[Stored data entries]
|---|

//! OPCN routing layer
//!
//! The local view of the channel graph: announcements learned from gossip,
//! a readiness signal for callers that must not route through a channel
//! before it is announced, and source-route construction.

pub mod error;
pub mod graph;
pub mod route;

pub use error::RoutingError;
pub use graph::{ChannelAnnouncement, ChannelGraph};
pub use route::{Route, RouteHop};
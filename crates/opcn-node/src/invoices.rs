use chrono::{DateTime, Utc};
use dashmap::DashMap;
use opcn_core::{PaymentHash, Preimage};
use serde::{Deserialize, Serialize};

/// A payment request issued by this node. Holding the preimage is what
/// makes this node the final recipient for the hash.
#[derive(Debug, Clone, Serialize, Deserialize)]
pub struct Invoice {
    pub payment_hash: PaymentHash,
    pub preimage: Preimage,
    pub amount: u64,
    pub memo: String,
    pub settled: bool,
    /// Amount actually received; set when the invoice settles.
    pub amount_paid: u64,
    pub created_at: DateTime<Utc>,
}

/// Registry of invoices issued by this node, keyed by payment hash.
pub struct InvoiceRegistry {
    invoices: DashMap<PaymentHash, Invoice>,
}

impl InvoiceRegistry {
    pub fn new() -> Self {
        Self {
            invoices: DashMap::new(),
        }
    }

    /// Issue a new invoice with a fresh preimage.
    pub fn add(&self, amount: u64, memo: &str) -> Invoice {
        let preimage = Preimage::generate();
        let invoice = Invoice {
            payment_hash: preimage.payment_hash(),
            preimage,
            amount,
            memo: memo.into(),
            settled: false,
            amount_paid: 0,
            created_at: Utc::now(),
        };
        self.invoices.insert(invoice.payment_hash, invoice.clone());
        tracing::info!(payment_hash = %invoice.payment_hash, amount, "invoice added");
        invoice
    }

    /// The preimage for an open invoice. `None` for unknown hashes and for
    /// invoices that already settled (a hash is payable once).
    pub fn preimage_for(&self, payment_hash: &PaymentHash) -> Option<Preimage> {
        self.invoices
            .get(payment_hash)
            .filter(|invoice| !invoice.settled)
            .map(|invoice| invoice.preimage)
    }

    /// Mark an invoice settled with the amount actually paid.
    pub fn mark_settled(&self, payment_hash: &PaymentHash, amount_paid: u64) -> Option<Invoice> {
        self.invoices.get_mut(payment_hash).map(|mut invoice| {
            invoice.settled = true;
            invoice.amount_paid = amount_paid;
            tracing::info!(payment_hash = %payment_hash, amount_paid, "invoice settled");
            invoice.clone()
        })
    }

    pub fn lookup(&self, payment_hash: &PaymentHash) -> Option<Invoice> {
        self.invoices.get(payment_hash).map(|invoice| invoice.clone())
    }

    /// Re-register an invoice recovered from persistent state.
    pub fn restore(&self, invoice: Invoice) {
        self.invoices.insert(invoice.payment_hash, invoice);
    }

    /// All invoices (persistence snapshot).
    pub fn all(&self) -> Vec<Invoice> {
        self.invoices.iter().map(|entry| entry.clone()).collect()
    }

    pub fn len(&self) -> usize {
        self.invoices.len()
    }

    pub fn is_empty(&self) -> bool {
        self.invoices.is_empty()
    }
}

impl Default for InvoiceRegistry {
    fn default() -> Self {
        Self::new()
    }
}
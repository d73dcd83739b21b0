use std::sync::Arc;

use dashmap::DashMap;
use opcn_channel::{ChannelError, ChannelLedger, Direction, Htlc};
use opcn_core::{BlockHeight, ChannelId, HtlcId, PaymentHash, Preimage};
use serde::{Deserialize, Serialize};

use crate::error::SwitchError;

/// Association between an incoming HTLC and the outgoing HTLC it funded,
/// held by an intermediary from forward until resolution.
///
/// Invariant: `incoming_amount >= outgoing_amount` (the difference is the
/// forwarding fee) and `outgoing_expiry < incoming_expiry`.
#[derive(Debug, Clone, PartialEq, Eq, Serialize, Deserialize)]
pub struct ForwardingPair {
    pub payment_hash: PaymentHash,
    pub incoming_channel: ChannelId,
    pub incoming_htlc: HtlcId,
    pub incoming_amount: u64,
    pub incoming_expiry: BlockHeight,
    pub outgoing_channel: ChannelId,
    pub outgoing_htlc: HtlcId,
    pub outgoing_amount: u64,
    pub outgoing_expiry: BlockHeight,
}

impl ForwardingPair {
    /// The fee this node keeps if the forward settles.
    pub fn fee(&self) -> u64 {
        self.incoming_amount - self.outgoing_amount
    }
}

/// Binds incoming HTLCs to outgoing ones and propagates resolutions
/// backward, so the intermediary can never owe value on one side without
/// matching recovery on the other.
pub struct ForwardingSwitch {
    ledger: Arc<ChannelLedger>,
    /// Live pairs keyed by the outgoing HTLC id (resolutions arrive from
    /// downstream, which knows the outgoing leg).
    pairs: DashMap<HtlcId, ForwardingPair>,
}

impl ForwardingSwitch {
    pub fn new(ledger: Arc<ChannelLedger>) -> Self {
        Self {
            ledger,
            pairs: DashMap::new(),
        }
    }

    /// Bind `incoming_htlc` to a new outgoing HTLC on `outgoing_channel`.
    ///
    /// Enforces value conservation (`outgoing_amount <= incoming.amount`)
    /// and the expiry ordering that prevents the outgoing leg from
    /// outliving the incoming one. The incoming-leg check and the
    /// outgoing-leg add happen with both channel locks held (ascending id
    /// order), so a failure leaves both channels untouched.
    pub fn forward(
        &self,
        incoming_channel: &ChannelId,
        incoming_htlc: &Htlc,
        outgoing_channel: &ChannelId,
        outgoing_amount: u64,
        outgoing_expiry: BlockHeight,
        height: BlockHeight,
    ) -> Result<Htlc, SwitchError> {
        if outgoing_amount > incoming_htlc.amount {
            return Err(SwitchError::FeeInsufficient {
                incoming: incoming_htlc.amount,
                outgoing: outgoing_amount,
            });
        }
        if outgoing_expiry >= incoming_htlc.expiry_height {
            return Err(SwitchError::ExpiryViolation {
                incoming: incoming_htlc.expiry_height,
                outgoing: outgoing_expiry,
            });
        }

        let outgoing_id = HtlcId::new();
        let incoming_id = incoming_htlc.id;
        let payment_hash = incoming_htlc.payment_hash;

        let outgoing = self.ledger.with_pair(
            incoming_channel,
            outgoing_channel,
            |incoming_ch, outgoing_ch| {
                let pending = incoming_ch
                    .htlc(&incoming_id)
                    .ok_or(ChannelError::HtlcNotFound(incoming_id))?;
                if pending.state.is_terminal() {
                    return Err(ChannelError::AlreadyResolved(incoming_id));
                }
                outgoing_ch.add_htlc(
                    outgoing_id,
                    outgoing_amount,
                    payment_hash,
                    outgoing_expiry,
                    Direction::Outgoing,
                    height,
                )
            },
        )?;

        let pair = ForwardingPair {
            payment_hash,
            incoming_channel: *incoming_channel,
            incoming_htlc: incoming_id,
            incoming_amount: incoming_htlc.amount,
            incoming_expiry: incoming_htlc.expiry_height,
            outgoing_channel: *outgoing_channel,
            outgoing_htlc: outgoing_id,
            outgoing_amount,
            outgoing_expiry,
        };
        self.pairs.insert(outgoing_id, pair);

        tracing::info!(
            payment_hash = %payment_hash,
            incoming_channel = %incoming_channel,
            outgoing_channel = %outgoing_channel,
            incoming_amount = incoming_htlc.amount,
            outgoing_amount,
            "HTLC forwarded"
        );
        Ok(outgoing)
    }

    /// Settle an outgoing HTLC and back-propagate to the incoming leg of
    /// its forwarding pair, if any.
    ///
    /// Re-triggerable: either leg answering `AlreadyResolved` is treated as
    /// done, so replaying after a restart completes whatever is left.
    /// Returns the outgoing HTLC's terminal state and the pair if this was
    /// a forward.
    pub fn settle_outgoing(
        &self,
        channel: &ChannelId,
        htlc_id: HtlcId,
        preimage: &Preimage,
    ) -> Result<(Htlc, Option<ForwardingPair>), SwitchError> {
        let outgoing = match self.ledger.settle_htlc(channel, htlc_id, preimage) {
            Ok(htlc) => htlc,
            Err(ChannelError::AlreadyResolved(_)) => self.ledger.htlc(channel, htlc_id)?,
            Err(e) => return Err(e.into()),
        };

        let pair = self.pairs.get(&htlc_id).map(|entry| entry.clone());
        if let Some(pair) = &pair {
            match self
                .ledger
                .settle_htlc(&pair.incoming_channel, pair.incoming_htlc, preimage)
            {
                Ok(_) | Err(ChannelError::AlreadyResolved(_)) => {
                    self.pairs.remove(&htlc_id);
                }
                // Pair stays registered so the resolution can be replayed.
                Err(e) => return Err(e.into()),
            }
        }
        Ok((outgoing, pair))
    }

    /// Fail an outgoing HTLC and back-propagate the failure to the incoming
    /// leg of its forwarding pair, if any. Re-triggerable like settle.
    pub fn fail_outgoing(
        &self,
        channel: &ChannelId,
        htlc_id: HtlcId,
        reason: &str,
    ) -> Result<(Htlc, Option<ForwardingPair>), SwitchError> {
        let outgoing = match self.ledger.fail_htlc(channel, htlc_id, reason) {
            Ok(htlc) => htlc,
            Err(ChannelError::AlreadyResolved(_)) => self.ledger.htlc(channel, htlc_id)?,
            Err(e) => return Err(e.into()),
        };

        let pair = self.pairs.get(&htlc_id).map(|entry| entry.clone());
        if let Some(pair) = &pair {
            match self
                .ledger
                .fail_htlc(&pair.incoming_channel, pair.incoming_htlc, reason)
            {
                Ok(_) | Err(ChannelError::AlreadyResolved(_)) => {
                    self.pairs.remove(&htlc_id);
                }
                Err(e) => return Err(e.into()),
            }
        }
        Ok((outgoing, pair))
    }

    /// The live pair for an outgoing HTLC, if any.
    pub fn pair_for_outgoing(&self, htlc_id: &HtlcId) -> Option<ForwardingPair> {
        self.pairs.get(htlc_id).map(|entry| entry.clone())
    }

    /// Re-register a pair recovered from persistent state.
    pub fn restore_pair(&self, pair: ForwardingPair) {
        self.pairs.insert(pair.outgoing_htlc, pair);
    }

    /// All live pairs (persistence snapshot).
    pub fn pending_pairs(&self) -> Vec<ForwardingPair> {
        self.pairs.iter().map(|entry| entry.clone()).collect()
    }

    pub fn pending_pair_count(&self) -> usize {
        self.pairs.len()
    }
}
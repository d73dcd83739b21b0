use chrono::{DateTime, Utc};
use dashmap::DashMap;
use opcn_channel::HtlcOutcome;
use opcn_core::{ChannelId, NodeId, PaymentHash};
use serde::{Deserialize, Serialize};
use tokio::sync::mpsc;
use tokio::sync::mpsc::error::TrySendError;
use uuid::Uuid;

/// Default per-subscriber queue depth.
pub const DEFAULT_EVENT_QUEUE_CAPACITY: usize = 128;

/// This node's part in a completed HTLC.
#[derive(Debug, Clone, Copy, PartialEq, Eq, Serialize, Deserialize)]
pub enum HtlcRole {
    /// We originated the payment.
    Send,
    /// We moved it between two of our channels.
    Forward,
    /// We were the final recipient.
    Receive,
}

impl std::fmt::Display for HtlcRole {
    fn fmt(&self, f: &mut std::fmt::Formatter<'_>) -> std::fmt::Result {
        match self {
            Self::Send => write!(f, "Send"),
            Self::Forward => write!(f, "Forward"),
            Self::Receive => write!(f, "Receive"),
        }
    }
}

/// Immutable record of one HTLC resolution as seen by one node.
#[derive(Debug, Clone, Serialize, Deserialize)]
pub struct HtlcEvent {
    pub node: NodeId,
    pub channel: ChannelId,
    pub payment_hash: PaymentHash,
    pub role: HtlcRole,
    pub outcome: HtlcOutcome,
    pub amount: u64,
    pub timestamp: DateTime<Utc>,
}

impl HtlcEvent {
    pub fn new(
        node: NodeId,
        channel: ChannelId,
        payment_hash: PaymentHash,
        role: HtlcRole,
        outcome: HtlcOutcome,
        amount: u64,
    ) -> Self {
        Self {
            node,
            channel,
            payment_hash,
            role,
            outcome,
            amount,
            timestamp: Utc::now(),
        }
    }
}

/// Fan-out publisher for HTLC events.
///
/// Each subscriber gets its own bounded queue. Publishing never blocks: a
/// subscriber whose queue is full or whose stream was dropped is
/// disconnected, so a slow consumer can never stall settlement.
pub struct EventPublisher {
    subscribers: DashMap<Uuid, mpsc::Sender<HtlcEvent>>,
    capacity: usize,
}

impl EventPublisher {
    pub fn new(capacity: usize) -> Self {
        Self {
            subscribers: DashMap::new(),
            capacity,
        }
    }

    /// Open a new subscription with its own queue and cancellation (drop
    /// the returned stream to cancel).
    pub fn subscribe(&self) -> HtlcEventStream {
        let (tx, rx) = mpsc::channel(self.capacity);
        let id = Uuid::now_v7();
        self.subscribers.insert(id, tx);
        tracing::debug!(subscriber = %id, "HTLC event subscriber added");
        HtlcEventStream { id, rx }
    }

    /// Deliver an event to every live subscriber, best effort.
    pub fn publish(&self, event: HtlcEvent) {
        tracing::debug!(
            node = %event.node,
            payment_hash = %event.payment_hash,
            role = %event.role,
            outcome = %event.outcome,
            amount = event.amount,
            "publishing HTLC event"
        );
        let mut disconnected = Vec::new();
        for entry in self.subscribers.iter() {
            match entry.value().try_send(event.clone()) {
                Ok(()) => {}
                Err(TrySendError::Full(_)) => {
                    tracing::warn!(
                        subscriber = %entry.key(),
                        "subscriber queue full, disconnecting"
                    );
                    disconnected.push(*entry.key());
                }
                Err(TrySendError::Closed(_)) => {
                    disconnected.push(*entry.key());
                }
            }
        }
        for id in disconnected {
            self.subscribers.remove(&id);
        }
    }

    pub fn subscriber_count(&self) -> usize {
        self.subscribers.len()
    }
}

impl Default for EventPublisher {
    fn default() -> Self {
        Self::new(DEFAULT_EVENT_QUEUE_CAPACITY)
    }
}

/// A live event subscription. Dropping it cancels the subscription.
pub struct HtlcEventStream {
    id: Uuid,
    rx: mpsc::Receiver<HtlcEvent>,
}

impl HtlcEventStream {
    /// Receive the next event. Returns `None` once the subscription is
    /// disconnected and the queue is drained.
    pub async fn recv(&mut self) -> Option<HtlcEvent> {
        self.rx.recv().await
    }

    /// Non-blocking receive.
    pub fn try_recv(&mut self) -> Option<HtlcEvent> {
        self.rx.try_recv().ok()
    }

    pub fn id(&self) -> Uuid {
        self.id
    }
}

|---|

WHAT YOU NEED TO DO
Your task is to copy every line of the entries that contains the string "state".

SOLVED EXERCISE
    /// Re-register an invoice recovered from persistent state.
                if pending.state.is_terminal() {
    /// Returns the outgoing HTLC's terminal state and the pair if this was
    /// Re-register a pair recovered from persistent state.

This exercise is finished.